HOMO NUCLEAR RADIO FREQUENCY DRIVEN RECOUPLING IN ROTATING SOLIDS

旋转固体中的同质核射频驱动的重新耦合

• 批准号: 6279726
• 负责人: ANDREW E BENNETT
• 金额: $ 0.24万
• 依托单位: MASSACHUSETTS INSTITUTE OF TECHNOLOGY
• 依托单位国家: 美国
• 财政年份: 1998
• 资助国家: 美国
• 起止时间: 1998-05-01 至 1999-04-30
• 项目状态: 已结题
• 来源: https://reporter.nih.gov/project-details/6279726
• 关键词: biological products; biomedical resource; human tissue; nucleic acids; proteins

We have explored in more detail the underlying spin physics of RFDR, in order to facilitate the accurate measurement of weak dipole-dipole couplings between rare spins, and to understand the behavior of dipolar trajectories in multiple spin environments. RFDR has frequently been used as a tool for homonuclear 13C-13C (and 15N-5N) chemical shift correlation spectroscopy. We have presented in more detail several aspects of homonuclear recoupling and longitudinal exchange using rotor-synchronized spin echo sequences in solid state magic angle spinning (MAS) experiments. These experiments include in one limit (where N= 1 and ,z=0, one It pulse per rotor period) the standard version of RFDR, and in other cases (e.g., N=4, n=2) frequency-selective versions. The recoupling effect can be quenched in a manner similar to R2 so that only particular chemical shift differences are recoupled; in addition, selective RFDR permits recoupling of spins for which the chemical shift differences are not a small integer multiple of the MAS rate. This frequency-selective approach has possible utility in examining weak dipole-dipole couplings in the presence of strong interactions. To describe dipolar trajectories accurately, we have adopted an approach to the simulation of these experiments which includes finite pulses and the influence of coherence decay. The latter effect becomes competitive with the strength of weak couplings in many experiments, and a simple empirical approach has been outlined for the selection of decay parameters. In multi-spin systems, dipolar trajectories are shown to be dominated by the largest couplings. This has been demonstrated in two- and three-spin model compounds, as well as numerous U- 3C, 5N-labeled peptides, nucleoside monophosphates, and amino acids. For example, two-dimensional correlation spectroscopy based on dipolar exchange among proximate nuclei has been demonstrated in a uniformly 15Nj3C-labeled sample of the tetrapeptide achatin-Il (Gly-L-Phe-L-Ala-L-Asp).

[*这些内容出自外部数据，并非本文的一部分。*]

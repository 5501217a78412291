pub mod schema;

pub use schema::{
    resolve_config_dir, Config, ConnectionBackend, ConnectionConfig, GatewayConfig, InboundConfig, RelayConfig,
    SessionConfig, StorageConfig, StorageProvider, CONFIG_DIR_ENV,
};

我们已经更详细地探讨了 RFDR，以便于准确测量弱 偶极偶极耦合之间的罕见自旋，并了解 多自旋环境中偶极轨道的行为。 RFDR 经常用作同核13 C-13 C（和 15 N-5 N）化学位移相关光谱。 我们已经介绍了在 更详细的几个方面的homecoupling和纵向 使用固态转子同步自旋回波序列进行交换 魔角旋转（MAS）实验。 这些实验包括在 一个极限（其中N= 1，z=0，每个转子周期一个It脉冲）， RFDR的标准版本，而在其他情况下（例如，N=4，n=2） 频率选择版本。 再耦合效应可以被抑制 以类似于R2的方式， 差异被重新耦合;此外，选择性RFDR允许 化学位移差不为零的自旋的再耦合 MAS速率的小整数倍。 这种频率选择性 这种方法在研究弱偶极-偶极 在强相互作用的存在下的耦合。 来描述偶极 轨迹准确，我们采用了一种方法来模拟 这些实验，其中包括有限脉冲和影响， 相干衰减 后一种效应与 在许多实验中弱耦合的强度，和一个简单的经验 的方法已被概述的衰变参数的选择。 在 多自旋系统，偶极轨迹被证明是占主导地位的 最大的耦合。 这已经在两个方面得到了证明， 三自旋模型化合物，以及许多U- 3C，5 N标记的 肽、核苷一磷酸和氨基酸。 比如说， 偶极交换二维相关光谱 在最近的核之间，已经证明了在一个统一的 15 Nj 3 C标记的四肽achatin-Il样品 （Gly-L-Phe-L-Ala-L-Asp）。